_DIRECTIONS FOR THIS TASK_
Copy out the entire listing, keeping each line exactly as it is.

_RECORDS SHOWN_
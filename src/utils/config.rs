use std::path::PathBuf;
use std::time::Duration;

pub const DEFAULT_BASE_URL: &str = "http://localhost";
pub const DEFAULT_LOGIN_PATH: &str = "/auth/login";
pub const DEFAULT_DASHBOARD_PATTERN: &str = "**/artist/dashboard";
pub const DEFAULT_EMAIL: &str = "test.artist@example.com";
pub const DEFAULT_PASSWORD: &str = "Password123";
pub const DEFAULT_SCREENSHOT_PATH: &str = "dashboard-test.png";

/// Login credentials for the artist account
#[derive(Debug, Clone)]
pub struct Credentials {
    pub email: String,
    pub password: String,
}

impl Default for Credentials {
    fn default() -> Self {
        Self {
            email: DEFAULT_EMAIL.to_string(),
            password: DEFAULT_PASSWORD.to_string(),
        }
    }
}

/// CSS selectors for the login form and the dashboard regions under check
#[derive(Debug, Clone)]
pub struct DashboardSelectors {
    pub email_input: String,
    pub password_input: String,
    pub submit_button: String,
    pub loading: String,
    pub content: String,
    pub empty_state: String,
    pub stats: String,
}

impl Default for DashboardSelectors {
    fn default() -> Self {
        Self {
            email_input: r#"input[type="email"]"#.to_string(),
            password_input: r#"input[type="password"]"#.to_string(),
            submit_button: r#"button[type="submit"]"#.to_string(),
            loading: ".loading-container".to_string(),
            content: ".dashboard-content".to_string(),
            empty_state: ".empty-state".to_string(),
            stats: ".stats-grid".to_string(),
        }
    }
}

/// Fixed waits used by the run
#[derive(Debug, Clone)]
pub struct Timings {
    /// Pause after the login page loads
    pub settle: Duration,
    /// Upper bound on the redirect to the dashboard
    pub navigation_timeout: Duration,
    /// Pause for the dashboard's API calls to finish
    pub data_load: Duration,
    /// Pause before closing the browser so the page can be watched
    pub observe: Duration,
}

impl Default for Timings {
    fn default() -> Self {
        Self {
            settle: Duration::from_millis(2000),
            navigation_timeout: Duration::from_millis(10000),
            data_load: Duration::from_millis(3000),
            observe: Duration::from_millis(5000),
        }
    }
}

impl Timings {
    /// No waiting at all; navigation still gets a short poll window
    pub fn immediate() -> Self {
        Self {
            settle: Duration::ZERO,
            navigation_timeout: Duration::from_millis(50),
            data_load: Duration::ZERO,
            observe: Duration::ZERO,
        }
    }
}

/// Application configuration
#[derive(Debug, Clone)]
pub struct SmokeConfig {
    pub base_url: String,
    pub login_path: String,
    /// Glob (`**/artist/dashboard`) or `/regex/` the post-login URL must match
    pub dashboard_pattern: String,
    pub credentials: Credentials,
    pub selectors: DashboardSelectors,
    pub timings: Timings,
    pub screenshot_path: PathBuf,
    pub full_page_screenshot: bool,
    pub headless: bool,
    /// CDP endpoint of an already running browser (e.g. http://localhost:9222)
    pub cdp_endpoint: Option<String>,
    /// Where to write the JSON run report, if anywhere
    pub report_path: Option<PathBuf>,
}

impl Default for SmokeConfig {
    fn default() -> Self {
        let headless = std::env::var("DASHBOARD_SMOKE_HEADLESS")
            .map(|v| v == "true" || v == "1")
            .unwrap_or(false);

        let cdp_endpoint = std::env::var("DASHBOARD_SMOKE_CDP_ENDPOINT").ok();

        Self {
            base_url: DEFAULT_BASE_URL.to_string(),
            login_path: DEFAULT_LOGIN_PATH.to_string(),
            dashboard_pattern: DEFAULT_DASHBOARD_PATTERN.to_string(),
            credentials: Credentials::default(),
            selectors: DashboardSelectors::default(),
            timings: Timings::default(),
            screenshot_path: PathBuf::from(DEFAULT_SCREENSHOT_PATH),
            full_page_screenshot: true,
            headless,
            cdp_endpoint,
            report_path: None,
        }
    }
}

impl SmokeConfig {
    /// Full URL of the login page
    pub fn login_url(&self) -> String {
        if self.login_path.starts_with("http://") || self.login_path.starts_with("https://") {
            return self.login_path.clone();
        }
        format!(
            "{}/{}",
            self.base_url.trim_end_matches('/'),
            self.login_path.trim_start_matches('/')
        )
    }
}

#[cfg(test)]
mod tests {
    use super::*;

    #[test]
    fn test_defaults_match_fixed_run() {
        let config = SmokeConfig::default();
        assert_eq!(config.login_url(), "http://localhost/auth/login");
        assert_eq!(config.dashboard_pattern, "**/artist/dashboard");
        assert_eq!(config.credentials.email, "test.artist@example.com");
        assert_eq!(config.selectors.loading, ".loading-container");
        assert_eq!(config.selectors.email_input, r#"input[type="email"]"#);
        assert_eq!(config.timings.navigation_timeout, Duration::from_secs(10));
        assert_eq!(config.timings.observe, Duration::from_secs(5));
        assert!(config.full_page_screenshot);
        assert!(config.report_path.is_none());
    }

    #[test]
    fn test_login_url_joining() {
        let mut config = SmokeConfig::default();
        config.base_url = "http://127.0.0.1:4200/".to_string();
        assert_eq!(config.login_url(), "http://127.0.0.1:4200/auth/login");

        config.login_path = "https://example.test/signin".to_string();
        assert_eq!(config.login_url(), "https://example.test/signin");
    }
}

_RESPONSE TO THIS TASK_
filename src/utils/config.rs
use std::path::PathBuf;
use std::time::Duration;

pub const DEFAULT_BASE_URL: &str = "http://localhost";
pub const DEFAULT_LOGIN_PATH: &str = "/auth/login";
pub const DEFAULT_DASHBOARD_PATTERN: &str = "**/artist/dashboard";
pub const DEFAULT_EMAIL: &str = "test.artist@example.com";
pub const DEFAULT_PASSWORD: &str = "Password123";
pub const DEFAULT_SCREENSHOT_PATH: &str = "dashboard-test.png";

/// Login credentials for the artist account
#[derive(Debug, Clone)]
pub struct Credentials {
    pub email: String,
    pub password: String,
}

impl Default for Credentials {
    fn default() -> Self {
        Self {
            email: DEFAULT_EMAIL.to_string(),
            password: DEFAULT_PASSWORD.to_string(),
        }
    }
}

/// CSS selectors for the login form and the dashboard regions under check
#[derive(Debug, Clone)]
pub struct DashboardSelectors {
    pub email_input: String,
    pub password_input: String,
    pub submit_button: String,
    pub loading: String,
    pub content: String,
    pub empty_state: String,
    pub stats: String,
}

impl Default for DashboardSelectors {
    fn default() -> Self {
        Self {
            email_input: r#"input[type="email"]"#.to_string(),
            password_input: r#"input[type="password"]"#.to_string(),
            submit_button: r#"button[type="submit"]"#.to_string(),
            loading: ".loading-container".to_string(),
            content: ".dashboard-content".to_string(),
            empty_state: ".empty-state".to_string(),
            stats: ".stats-grid".to_string(),
        }
    }
}

/// Fixed waits used by the run
#[derive(Debug, Clone)]
pub struct Timings {
    /// Pause after the login page loads
    pub settle: Duration,
    /// Upper bound on the redirect to the dashboard
    pub navigation_timeout: Duration,
    /// Pause for the dashboard's API calls to finish
    pub data_load: Duration,
    /// Pause before closing the browser so the page can be watched
    pub observe: Duration,
}

impl Default for Timings {
    fn default() -> Self {
        Self {
            settle: Duration::from_millis(2000),
            navigation_timeout: Duration::from_millis(10000),
            data_load: Duration::from_millis(3000),
            observe: Duration::from_millis(5000),
        }
    }
}

impl Timings {
    /// No waiting at all; navigation still gets a short poll window
    pub fn immediate() -> Self {
        Self {
            settle: Duration::ZERO,
            navigation_timeout: Duration::from_millis(50),
            data_load: Duration::ZERO,
            observe: Duration::ZERO,
        }
    }
}

/// Application configuration
#[derive(Debug, Clone)]
pub struct SmokeConfig {
    pub base_url: String,
    pub login_path: String,
    /// Glob (`**/artist/dashboard`) or `/regex/` the post-login URL must match
    pub dashboard_pattern: String,
    pub credentials: Credentials,
    pub selectors: DashboardSelectors,
    pub timings: Timings,
    pub screenshot_path: PathBuf,
    pub full_page_screenshot: bool,
    pub headless: bool,
    /// CDP endpoint of an already running browser (e.g. http://localhost:9222)
    pub cdp_endpoint: Option<String>,
    /// Where to write the JSON run report, if anywhere
    pub report_path: Option<PathBuf>,
}

impl Default for SmokeConfig {
    fn default() -> Self {
        let headless = std::env::var("DASHBOARD_SMOKE_HEADLESS")
            .map(|v| v == "true" || v == "1")
            .unwrap_or(false);

        let cdp_endpoint = std::env::var("DASHBOARD_SMOKE_CDP_ENDPOINT").ok();

        Self {
            base_url: DEFAULT_BASE_URL.to_string(),
            login_path: DEFAULT_LOGIN_PATH.to_string(),
            dashboard_pattern: DEFAULT_DASHBOARD_PATTERN.to_string(),
            credentials: Credentials::default(),
            selectors: DashboardSelectors::default(),
            timings: Timings::default(),
            screenshot_path: PathBuf::from(DEFAULT_SCREENSHOT_PATH),
            full_page_screenshot: true,
            headless,
            cdp_endpoint,
            report_path: None,
        }
    }
}

impl SmokeConfig {
    /// Full URL of the login page
    pub fn login_url(&self) -> String {
        if self.login_path.starts_with("http://") || self.login_path.starts_with("https://") {
            return self.login_path.clone();
        }
        format!(
            "{}/{}",
            self.base_url.trim_end_matches('/'),
            self.login_path.trim_start_matches('/')
        )
    }
}

#[cfg(test)]
mod tests {
    use super::*;

    #[test]
    fn test_defaults_match_fixed_run() {
        let config = SmokeConfig::default();
        assert_eq!(config.login_url(), "http://localhost/auth/login");
        assert_eq!(config.dashboard_pattern, "**/artist/dashboard");
        assert_eq!(config.credentials.email, "test.artist@example.com");
        assert_eq!(config.selectors.loading, ".loading-container");
        assert_eq!(config.selectors.email_input, r#"input[type="email"]"#);
        assert_eq!(config.timings.navigation_timeout, Duration::from_secs(10));
        assert_eq!(config.timings.observe, Duration::from_secs(5));
        assert!(config.full_page_screenshot);
        assert!(config.report_path.is_none());
    }

    #[test]
    fn test_login_url_joining() {
        let mut config = SmokeConfig::default();
        config.base_url = "http://127.0.0.1:4200/".to_string();
        assert_eq!(config.login_url(), "http://127.0.0.1:4200/auth/login");

        config.login_path = "https://example.test/signin".to_string();
        assert_eq!(config.login_url(), "https://example.test/signin");
    }
}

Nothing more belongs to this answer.